Running around the cage, having its ears turned backwards or forward, or exposing its belly while showing its teeth, are clear signs of your pet's stress.
Most of the time we see hamsters having fun in their little cages, however, this may be a sign of stress in hamsters. They’ll often run quickly around their cage, groom themselves often or even start poking around in their food. Do these actions disguise something else that we can’t see?
Hamsters are extremely complex animals. However, if we understand the reason for their unpredictable actions, we can keep them healthy and happy. Stress in hamsters is a problem for our pet, so we must know and apply methods to reduce it, thus helping it live for a long time.
How do we know that our hamster is restless?
There are certain behavior patterns that show that your hamster is nervous. One of them could be seeing your pet start to walk strangely as if it was crawling around in its cage. The important thing here is to know what’s causing such nervousness.
The causes of stress in hamsters commonly arise from external factors: a cat for example. We have to look very carefully at those potential dangers that the hamster can detect. Even our constant interaction and harassment can be reason enough for its nervousness.
Now, if your hamster gets alarmed, it’ll tell you, it’ll blow up its cheeks and pull its ears forward. When it uses these mechanisms, it means it’s ready to run away quickly.
If your hamster has its ears backwards, don’t try for any reason to bring your hand close to it. It’ll surely bite you, its ears are key to knowing when it’s aggressive and when it’s scared.
One of the hamster’s most contradictory signals is the typical pose in which it turns around to expose its belly while showing its little teeth. Why is this contradictory? Well, because it leads us to think that it’s a position of surrender and obedience, yet it’s one way of telling you that it’s very aggressive.

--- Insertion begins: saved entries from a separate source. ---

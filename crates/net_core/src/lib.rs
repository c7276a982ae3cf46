//! `net_core`: replication message schema + framing.
//!
//! Scope
//! - Snapshot encode/decode traits and the combat event messages
//! - Length framing and spherical interest filtering

#![forbid(unsafe_code)]

pub mod frame;
pub mod interest;
pub mod snapshot;
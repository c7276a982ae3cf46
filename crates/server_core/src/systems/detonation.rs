//! Bomb detonation: blast the world, route damage, replicate to observers.

use blast_core::{BombKind, Explosion};
use combat_core::{AttackInput, DamageTags, DamageType, HurtOutcome};
use glam::Vec3;
use net_core::snapshot::ExplosionSync;

use crate::actor::{ActorId, Team};
use crate::schedule::Ctx;
use crate::{hash64, ServerState};
use rand::SeedableRng;
use rand::rngs::SmallRng;
use voxel_world::VoxelWorld;

/// Squared-distance cutoff for explosion observers, in m².
const OBSERVER_CUTOFF_SQ: f32 = 4096.0;

/// Count down bomb fuses and detonate the expired ones. Each detonation
/// runs the full blast pipeline in one tick: block gathering, entity
/// impacts through the damage pipeline, world mutation, then one
/// `ExplosionSync` per nearby player.
pub fn detonation_apply(srv: &mut ServerState, ctx: &mut Ctx) {
    let bombs = std::mem::take(&mut srv.pending_detonations);
    for (i, bomb) in bombs.into_iter().enumerate() {
        if bomb.fuse > 0 {
            srv.pending_detonations.push(crate::ArmedBomb {
                fuse: bomb.fuse - 1,
                ..bomb
            });
            continue;
        }
        let req = bomb.request;
        let spec = match req.kind {
            BombKind::Standard => &srv.bombs.standard,
            BombKind::Water => &srv.bombs.water,
            BombKind::Fire => &srv.bombs.fire,
        };
        let mut explosion = Explosion::for_bomb(req.kind, req.origin, spec.radius)
            .with_damage(spec.damage)
            .with_motion_factor(spec.motion_factor);
        if spec.burn_ticks > 0 {
            explosion = explosion.with_burn_ticks(spec.burn_ticks);
        }
        if srv.combat_cfg.restrict_bombs_to_secret_stone {
            if let Some(id) = srv.world.registry().find("secret_stone") {
                explosion = explosion.with_target_block(id);
            }
        }

        let ids = srv.actors.ids_in_box(&explosion.entity_box());
        let targets: Vec<_> = ids
            .iter()
            .filter_map(|id| srv.actors.get(*id))
            .map(|a| blast_core::BlastTarget {
                pos: a.pos,
                eye_height: a.eye_height,
                aabb: a.aabb(),
                protection_level: a.protection_level,
                immune_to_fire: a.immune_to_fire,
            })
            .collect();

        // per-event stream keeps a detonation deterministic given its seed
        let mut rng = SmallRng::seed_from_u64(hash64(srv.tick_count, i as u64));
        let outcome = explosion.detonate(&mut srv.world, &targets, &mut rng);

        let mut tags = DamageTags::explosion();
        if explosion.incendiary {
            tags = tags.with(DamageType::Fire);
        }
        let mut knockbacks: Vec<(ActorId, Vec3)> = Vec::new();
        for impact in &outcome.impacts {
            let id = ids[impact.target];
            let Some(actor) = srv.actors.get_mut(id) else {
                continue;
            };
            let input = AttackInput {
                base_damage: impact.damage,
                tags: tags.clone(),
                victim_id: id.0,
                victim_health: actor.health,
                stun_ticks: 0,
                victim_stun_immune: false,
            };
            if let HurtOutcome::Landed { amount, .. } =
                combat_core::resolve_attack(&input, None, &mut actor.combat, &mut rng)
            {
                actor.health -= amount;
            }
            actor.velocity += impact.knockback;
            if impact.burn_ticks > 0 {
                actor.fire_ticks = actor.fire_ticks.max(impact.burn_ticks);
            }
            knockbacks.push((id, impact.knockback));
        }

        metrics::counter!("explosion.detonations").increment(1);
        metrics::histogram!("explosion.blocks").record(outcome.affected_blocks.len() as f64);

        let blocks: Vec<[i32; 3]> = outcome
            .affected_blocks
            .iter()
            .map(|c| [c.x, c.y, c.z])
            .collect();
        for observer in srv.actors.iter() {
            if observer.team != Team::Players {
                continue;
            }
            if observer.pos.distance_squared(req.origin) > OBSERVER_CUTOFF_SQ {
                continue;
            }
            let kb = knockbacks
                .iter()
                .find(|(id, _)| *id == observer.id)
                .map_or([0.0; 3], |(_, v)| [v.x, v.y, v.z]);
            ctx.sync.push((
                observer.id,
                ExplosionSync {
                    origin: [req.origin.x, req.origin.y, req.origin.z],
                    radius: explosion.radius,
                    blocks: blocks.clone(),
                    knockback: kb,
                },
            ));
        }
    }
}
//! Combat rules loaded from data/config/combat.toml.

use anyhow::{Context, Result};
use serde::Deserialize;
use std::path::PathBuf;

#[derive(Debug, Clone, PartialEq, Deserialize)]
pub struct CombatCfg {
    /// When false, player actors ignore non-forced stuns.
    pub players_can_be_stunned: bool,
    /// When set, bombs only destroy the marked quest block kind.
    pub restrict_bombs_to_secret_stone: bool,
    pub combo_window_ticks: u32,
    pub combo_max_hits: usize,
}

impl Default for CombatCfg {
    fn default() -> Self {
        Self {
            players_can_be_stunned: false,
            restrict_bombs_to_secret_stone: false,
            combo_window_ticks: 20,
            combo_max_hits: 16,
        }
    }
}

fn data_root() -> PathBuf {
    let here = std::path::Path::new(env!("CARGO_MANIFEST_DIR"));
    let ws = here.join("../../data");
    if ws.is_dir() { ws } else { here.join("data") }
}

fn clamp(mut cfg: CombatCfg) -> CombatCfg {
    if cfg.combo_window_ticks == 0 {
        cfg.combo_window_ticks = 1;
    }
    if cfg.combo_max_hits < 2 {
        cfg.combo_max_hits = 2;
    }
    cfg
}

/// Load the combat config from the default location, falling back to defaults.
pub fn load_default() -> Result<CombatCfg> {
    let path = data_root().join("config/combat.toml");
    if !path.is_file() {
        return Ok(CombatCfg::default());
    }
    let txt =
        std::fs::read_to_string(&path).with_context(|| format!("read {}", path.display()))?;
    let parsed: CombatCfg = toml::from_str(&txt).context("parse combat TOML")?;
    Ok(clamp(parsed))
}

Stress extremes in hamsters
There’s a condition called “cage rage”, which is a psychological disorder that any animal living in a cage can suffer. It can vary in severity from being quite mild to very severe, causing disturbing and dangerous behavior for people, other hamsters, and for the animal itself.
The cause resides in the fact that the animal is kept in a cage that is too small for it. Syrian hamsters, in particular, are at very high risk, as many people keep them in environments unsuitable for living. Syrian hamsters can grow quite large and require a lot of space, therefore, “cage rage” can be mistaken for natural aggression.

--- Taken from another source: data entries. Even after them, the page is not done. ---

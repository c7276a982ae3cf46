//! Bomb tuning loaded from data/config/bombs.toml with defaults and
//! clamping.

use anyhow::{Context, Result};
use std::path::PathBuf;

/// Blast radius is capped here and again in the explosion engine.
const MAX_RADIUS: f32 = 16.0;

#[derive(Debug, Clone, PartialEq, serde::Deserialize)]
pub struct BombSpec {
    pub radius: f32,
    /// 0 means distance-scaled damage.
    pub damage: f32,
    pub motion_factor: f32,
    pub burn_ticks: u32,
    pub fuse_ticks: u32,
}

#[derive(Debug, Clone, PartialEq, serde::Deserialize)]
pub struct BombSpecDb {
    pub standard: BombSpec,
    pub water: BombSpec,
    pub fire: BombSpec,
}

impl Default for BombSpecDb {
    fn default() -> Self {
        Self {
            standard: BombSpec {
                radius: 3.0,
                damage: 0.0,
                motion_factor: 1.0,
                burn_ticks: 0,
                fuse_ticks: 56,
            },
            water: BombSpec {
                radius: 2.0,
                damage: 0.0,
                motion_factor: 1.0,
                burn_ticks: 0,
                fuse_ticks: 56,
            },
            fire: BombSpec {
                radius: 3.0,
                damage: 0.0,
                motion_factor: 1.0,
                burn_ticks: 100,
                fuse_ticks: 56,
            },
        }
    }
}

fn data_root() -> PathBuf {
    let here = std::path::Path::new(env!("CARGO_MANIFEST_DIR"));
    let ws = here.join("../../data");
    if ws.is_dir() { ws } else { here.join("data") }
}

fn clamp(mut db: BombSpecDb) -> BombSpecDb {
    for spec in [&mut db.standard, &mut db.water, &mut db.fire] {
        if spec.radius > MAX_RADIUS {
            spec.radius = MAX_RADIUS;
        }
        if spec.radius < 0.0 {
            spec.radius = 0.0;
        }
        if spec.motion_factor < 0.0 {
            spec.motion_factor = 0.0;
        }
    }
    db
}

/// Load bomb specs from the default location, falling back to defaults.
pub fn load_default() -> Result<BombSpecDb> {
    let path = data_root().join("config/bombs.toml");
    if !path.is_file() {
        return Ok(BombSpecDb::default());
    }
    let txt =
        std::fs::read_to_string(&path).with_context(|| format!("read {}", path.display()))?;
    let parsed: BombSpecDb = toml::from_str(&txt).context("parse bombs TOML")?;
    Ok(clamp(parsed))
}

#[cfg(test)]
mod tests {
    use super::*;

    #[test]
    fn defaults_are_distance_scaled() {
        let db = BombSpecDb::default();
        assert_eq!(db.standard.damage, 0.0);
        assert!(db.fire.burn_ticks > 0);
        assert!(db.water.radius <= db.standard.radius);
    }

    #[test]
    fn clamp_caps_radius() {
        let mut db = BombSpecDb::default();
        db.standard.radius = 100.0;
        let db = clamp(db);
        assert_eq!(db.standard.radius, MAX_RADIUS);
    }
}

This type of disorder can be stressful to the animal, and can even make it difficult for us to feed, handle or clean it. Many hamsters with this condition won’t allow their cage doors to be opened. Hamster stress can shorten their lives as well as increase the risk of developing health problems over time.

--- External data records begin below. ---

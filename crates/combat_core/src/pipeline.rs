//! Attack resolution: gates, defensive interception, then the ordered
//! damage-modifier stages.

use rand::Rng;

use crate::buff::{Buff, BuffMap};
use crate::damage::{DamageTags, DamageType, resistance_buff, weakness_buff};
use crate::skills::{Interception, Loadout, SkillEffect, SkillSet};

/// Stage order of [`resolve_attack`], exposed for structural tests.
pub const STAGE_NAMES: [&str; 13] = [
    "attacker_stun_gate",
    "evade_roll",
    "defensive_skills",
    "combo_damage_bonus",
    "armor_break_bypass",
    "mortal_draw_double",
    "attack_modifiers",
    "weaknesses",
    "defense_modifiers",
    "resistances",
    "offensive_impacts",
    "combo_update",
    "secondary_effects",
];

/// Everything combat-related an actor owns.
#[derive(Debug, Default)]
pub struct CombatState {
    pub buffs: BuffMap,
    pub skills: SkillSet,
    pub loadout: Loadout,
}

impl CombatState {
    pub fn new() -> Self {
        Self::default()
    }

    /// One authoritative tick: buffs, then skills. `pending_target_health`
    /// feeds the deferred ending-blow kill check.
    pub fn tick<R: Rng>(
        &mut self,
        pending_target_health: Option<f32>,
        rng: &mut R,
    ) -> Vec<SkillEffect> {
        self.buffs.tick();
        let fx = self.skills.tick(&mut self.loadout, pending_target_health, rng);
        for f in &fx {
            if let SkillEffect::DefenseDown {
                duration,
                amplifier,
            } = f
            {
                self.buffs.apply_simple(Buff::DefenseDown, *duration, *amplifier);
            }
        }
        fx
    }
}

/// One incoming hit before resolution.
#[derive(Clone, Debug)]
pub struct AttackInput {
    pub base_damage: f32,
    pub tags: DamageTags,
    pub victim_id: u32,
    /// Victim health before the hit, for the ending-blow xp roll.
    pub victim_health: f32,
    /// Stun applied on a landed hit carrying the stun damage type.
    pub stun_ticks: u32,
    /// Kind-level stun immunity (e.g. players with stun disabled).
    pub victim_stun_immune: bool,
}

impl AttackInput {
    pub fn melee(base_damage: f32, victim_id: u32, victim_health: f32) -> Self {
        Self {
            base_damage,
            tags: DamageTags::melee(),
            victim_id,
            victim_health,
            stun_ticks: 0,
            victim_stun_immune: false,
        }
    }
}

#[derive(Clone, Copy, Debug, PartialEq, Eq)]
pub enum CancelReason {
    AttackerStunned,
    Evaded,
    Dodged,
    Parried { disarm: bool },
    /// Defender's sword break: the attacker's weapon takes the damage.
    SwordBroken,
    /// Mortal draw counter-guard.
    GuardDrawn,
}

/// Effects the caller applies to the world after a landed hit.
#[derive(Clone, Copy, Debug, PartialEq)]
pub enum HitEffect {
    /// Rising cut: upward velocity on the victim.
    Launch(f32),
}

#[derive(Clone, Debug, PartialEq)]
pub enum HurtOutcome {
    Canceled(CancelReason),
    Landed {
        amount: f32,
        /// Armor break: skip armor and enchantment reduction downstream.
        armor_bypass: bool,
        effects: Vec<HitEffect>,
    },
}

impl HurtOutcome {
    pub fn landed_amount(&self) -> Option<f32> {
        match self {
            HurtOutcome::Landed { amount, .. } => Some(*amount),
            HurtOutcome::Canceled(_) => None,
        }
    }
}

fn weakness_multiplier(buffs: &BuffMap, tags: &DamageTags) -> f32 {
    let mut m = 1.0;
    for t in tags.types() {
        if let Some(b) = weakness_buff(*t) {
            m *= 1.0 + buffs.amplifier(b) as f32 * 0.01;
        }
    }
    // coarse source flags, unless already counted as a typed tag
    if tags.fire && !tags.has(DamageType::Fire) {
        m *= 1.0 + buffs.amplifier(Buff::WeaknessFire) as f32 * 0.01;
    }
    if tags.magic && !tags.has(DamageType::Magic) {
        m *= 1.0 + buffs.amplifier(Buff::WeaknessMagic) as f32 * 0.01;
    }
    m
}

fn resistance_multiplier(buffs: &BuffMap, tags: &DamageTags) -> f32 {
    let mut m = 1.0;
    for t in tags.types() {
        if let Some(b) = resistance_buff(*t) {
            m *= 1.0 - buffs.amplifier(b) as f32 * 0.01;
        }
    }
    if tags.fire && !tags.has(DamageType::Fire) {
        m *= 1.0 - buffs.amplifier(Buff::ResistFire) as f32 * 0.01;
    }
    if tags.magic && !tags.has(DamageType::Magic) {
        m *= 1.0 - buffs.amplifier(Buff::ResistMagic) as f32 * 0.01;
    }
    m
}

/// Run one attack through the full pipeline. `attacker` is absent for
/// environmental sources (explosions, fire); those skip the attacker-side
/// gates and hooks but still meet the victim's modifiers.
pub fn resolve_attack<R: Rng>(
    input: &AttackInput,
    mut attacker: Option<&mut CombatState>,
    victim: &mut CombatState,
    rng: &mut R,
) -> HurtOutcome {
    // attacker_stun_gate
    if let Some(a) = attacker.as_deref() {
        if a.buffs.is_stunned() {
            return HurtOutcome::Canceled(CancelReason::AttackerStunned);
        }
    }

    if input.tags.from_entity {
        // evade_roll
        let evade = victim.buffs.amplifier(Buff::EvadeUp) as f32 * 0.01;
        if evade > 0.0 {
            let penalty = victim.buffs.amplifier(Buff::EvadeDown) as f32 * 0.01;
            if rng.random::<f32>() < evade - penalty {
                return HurtOutcome::Canceled(CancelReason::Evaded);
            }
        }
        // defensive_skills
        if let Some(icept) = victim.skills.intercept(&mut victim.loadout, rng) {
            return HurtOutcome::Canceled(match icept {
                Interception::Dodged => CancelReason::Dodged,
                Interception::Parried { disarm } => CancelReason::Parried { disarm },
                Interception::SwordBroken => CancelReason::SwordBroken,
                Interception::GuardDrawn => CancelReason::GuardDrawn,
            });
        }
    }

    let mut amount = input.base_damage;
    let mut effects = Vec::new();
    let mut armor_bypass = false;

    if let Some(a) = attacker.as_deref_mut() {
        // combo_damage_bonus
        if a.skills.combo.in_progress() {
            amount += a.skills.combo.size() as f32;
        }
        // armor_break_bypass: charged strike skips every modifier below
        if a.skills.armor_break.on_impact() {
            armor_bypass = true;
        }
        if !armor_bypass {
            // mortal_draw_double
            if a.skills.mortal_draw.is_active() {
                amount *= a.skills.mortal_draw.on_impact();
            }
            // attack_modifiers
            amount *= 1.0 - a.buffs.amplifier(Buff::AttackDown) as f32 * 0.01;
            amount *= 1.0 + a.buffs.amplifier(Buff::AttackUp) as f32 * 0.01;
        }
    }

    if !armor_bypass {
        // weaknesses
        amount *= weakness_multiplier(&victim.buffs, &input.tags);
        // defense_modifiers
        let down = victim.buffs.amplifier(Buff::DefenseDown) as f32 * 0.01;
        let up = victim.buffs.amplifier(Buff::DefenseUp) as f32 * 0.01;
        amount *= 1.0 + down - up;
        // resistances
        amount *= resistance_multiplier(&victim.buffs, &input.tags);
    }

    if let Some(a) = attacker.as_deref_mut() {
        // offensive_impacts
        if !armor_bypass {
            if a.skills.rising_cut.on_impact() {
                effects.push(HitEffect::Launch(a.skills.rising_cut.launch_power()));
            } else if a.skills.ending_blow.is_active() {
                amount *= a.skills.ending_blow.on_impact(
                    &a.skills.combo,
                    input.victim_id,
                    input.victim_health,
                    rng,
                );
            }
        }
        // combo_update
        if amount > 0.0 {
            a.skills.combo.on_hit_target(input.victim_id, amount);
        }
    }

    if amount > 0.0 {
        victim.skills.combo.on_owner_hurt();
        // secondary_effects
        if input.stun_ticks > 0 && input.tags.has(DamageType::Stun) {
            victim
                .buffs
                .stun(input.stun_ticks, false, input.victim_stun_immune);
        }
    }

    HurtOutcome::Landed {
        amount: amount.max(0.0),
        armor_bypass,
        effects,
    }
}

#[cfg(test)]
mod tests {
    use super::*;
    use crate::buff::BuffInstance;
    use rand::SeedableRng;
    use rand::rngs::SmallRng;

    fn rng() -> SmallRng {
        SmallRng::seed_from_u64(0x5eed)
    }

    #[test]
    fn stunned_attacker_cannot_swing() {
        let mut attacker = CombatState::new();
        attacker.buffs.stun(20, true, false);
        let mut victim = CombatState::new();
        let input = AttackInput::melee(4.0, 1, 20.0);
        let out = resolve_attack(&input, Some(&mut attacker), &mut victim, &mut rng());
        assert_eq!(out, HurtOutcome::Canceled(CancelReason::AttackerStunned));
    }

    #[test]
    fn full_evade_always_cancels() {
        let mut victim = CombatState::new();
        victim.buffs.apply(BuffInstance::permanent(Buff::EvadeUp, 100));
        let input = AttackInput::melee(4.0, 1, 20.0);
        let mut r = rng();
        for _ in 0..32 {
            let out = resolve_attack(&input, None, &mut victim, &mut r);
            assert_eq!(out, HurtOutcome::Canceled(CancelReason::Evaded));
        }
    }

    #[test]
    fn evade_down_negates_evade_up() {
        let mut victim = CombatState::new();
        victim.buffs.apply(BuffInstance::permanent(Buff::EvadeUp, 100));
        victim.buffs.apply(BuffInstance::permanent(Buff::EvadeDown, 100));
        let input = AttackInput::melee(4.0, 1, 20.0);
        let out = resolve_attack(&input, None, &mut victim, &mut rng());
        assert!(matches!(out, HurtOutcome::Landed { .. }));
    }

    #[test]
    fn environmental_damage_skips_evade_and_skills() {
        let mut victim = CombatState::new();
        victim.buffs.apply(BuffInstance::permanent(Buff::EvadeUp, 100));
        victim.skills.sword_break.level = 1;
        victim.skills.sword_break.activate();
        let input = AttackInput {
            base_damage: 6.0,
            tags: DamageTags::explosion(),
            victim_id: 1,
            victim_health: 20.0,
            stun_ticks: 0,
            victim_stun_immune: false,
        };
        let out = resolve_attack(&input, None, &mut victim, &mut rng());
        assert_eq!(out.landed_amount(), Some(6.0));
    }

    #[test]
    fn modifier_stages_apply_in_order() {
        let mut attacker = CombatState::new();
        attacker.buffs.apply_simple(Buff::AttackUp, 100, 50);
        let mut victim = CombatState::new();
        victim.buffs.apply_simple(Buff::WeaknessFire, 100, 100);
        victim.buffs.apply_simple(Buff::DefenseUp, 100, 50);
        victim.buffs.apply_simple(Buff::ResistFire, 100, 50);
        let input = AttackInput {
            base_damage: 8.0,
            tags: DamageTags::melee().with(DamageType::Fire),
            victim_id: 1,
            victim_health: 20.0,
            stun_ticks: 0,
            victim_stun_immune: false,
        };
        let out = resolve_attack(&input, Some(&mut attacker), &mut victim, &mut rng());
        // 8 * 1.5 (attack up) * 2.0 (weakness) * 0.5 (defense up) * 0.5 (resist)
        assert_eq!(out.landed_amount(), Some(6.0));
    }

    #[test]
    fn combo_bonus_adds_chain_size() {
        let mut attacker = CombatState::new();
        attacker.skills.combo.on_hit_target(1, 2.0);
        attacker.skills.combo.on_hit_target(1, 2.0);
        let mut victim = CombatState::new();
        let input = AttackInput::melee(5.0, 1, 20.0);
        let out = resolve_attack(&input, Some(&mut attacker), &mut victim, &mut rng());
        assert_eq!(out.landed_amount(), Some(7.0));
        assert_eq!(attacker.skills.combo.size(), 3);
    }

    #[test]
    fn armor_break_bypasses_all_modifiers() {
        let mut attacker = CombatState::new();
        attacker.skills.armor_break.level = 2;
        attacker.skills.armor_break.begin_charge();
        for _ in 0..40 {
            attacker.skills.armor_break.tick(true);
        }
        let mut victim = CombatState::new();
        victim.buffs.apply_simple(Buff::DefenseUp, 100, 90);
        let input = AttackInput::melee(8.0, 1, 20.0);
        let out = resolve_attack(&input, Some(&mut attacker), &mut victim, &mut rng());
        assert_eq!(
            out,
            HurtOutcome::Landed {
                amount: 8.0,
                armor_bypass: true,
                effects: vec![]
            }
        );
    }

    #[test]
    fn mortal_draw_doubles_then_cools_down() {
        let mut attacker = CombatState::new();
        attacker.skills.mortal_draw.level = 1;
        attacker.loadout.hotbar[0] = Some(crate::skills::ItemKind::Sword);
        assert!(attacker.skills.mortal_draw.activate(&attacker.loadout));
        let mut victim = CombatState::new();
        let input = AttackInput::melee(3.0, 1, 20.0);
        let out = resolve_attack(&input, Some(&mut attacker), &mut victim, &mut rng());
        assert_eq!(out.landed_amount(), Some(6.0));
        assert!(!attacker.skills.mortal_draw.is_active());
    }

    #[test]
    fn landed_hit_breaks_victim_combo_and_stuns() {
        let mut victim = CombatState::new();
        victim.skills.combo.on_hit_target(9, 1.0);
        assert!(victim.skills.combo.in_progress());
        let input = AttackInput {
            base_damage: 5.0,
            tags: DamageTags::melee().with(DamageType::Stun),
            victim_id: 1,
            victim_health: 20.0,
            stun_ticks: 30,
            victim_stun_immune: false,
        };
        let out = resolve_attack(&input, None, &mut victim, &mut rng());
        assert!(matches!(out, HurtOutcome::Landed { .. }));
        assert!(!victim.skills.combo.in_progress());
        assert!(victim.buffs.is_stunned());
    }

    #[test]
    fn stage_listing_matches_pipeline() {
        assert_eq!(STAGE_NAMES.len(), 13);
        let gates = &STAGE_NAMES[..3];
        assert_eq!(
            gates,
            ["attacker_stun_gate", "evade_roll", "defensive_skills"]
        );
        let attack = STAGE_NAMES
            .iter()
            .position(|n| *n == "attack_modifiers")
            .unwrap();
        let weak = STAGE_NAMES.iter().position(|n| *n == "weaknesses").unwrap();
        let def = STAGE_NAMES
            .iter()
            .position(|n| *n == "defense_modifiers")
            .unwrap();
        let resist = STAGE_NAMES.iter().position(|n| *n == "resistances").unwrap();
        assert!(attack < weak && weak < def && def < resist);
    }
}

How to avoid stress in hamsters?
Some of the most common causes of stress in hamsters include abrupt changes in habitat, poor diet and hygiene, noise pollution and poor exercise.
To avoid stress in hamsters, it’s sufficient to follow a series of guidelines and methods starting at the time of the adoption. Here are some:
- The day you arrive home with your pet, all the pet’s accessories should be placed where they’ll always be —it’s counterproductive to constantly move them— so that the hamster only has to be placed inside the cage.
- Furthermore, it’s advisable to place the cage in a quiet room. Also, don’t overwhelm the hamster at first. In this way, the hamster can familiarize itself more quickly with its new life.
- When cleaning the bed and the entire cage, it’s important not to make major changes to the hamster’s cage accessories. Leave everything as the hamster has placed it.
- The hamster should follow a proper diet and hygiene. Always consult your vet.
- Keep the water fresh at all times, and provide the right amount of food for your hamster.
- Also, hamsters are very dynamic. They need to have their exercise routines, strict or not, and a good variety of objects to interact with. The classic wheel is the best option in these cases.
- Hamsters are very territorial, so under no circumstances can there be two males in the same cage. It can lead to very violent fights between them that may cause the death of one of them.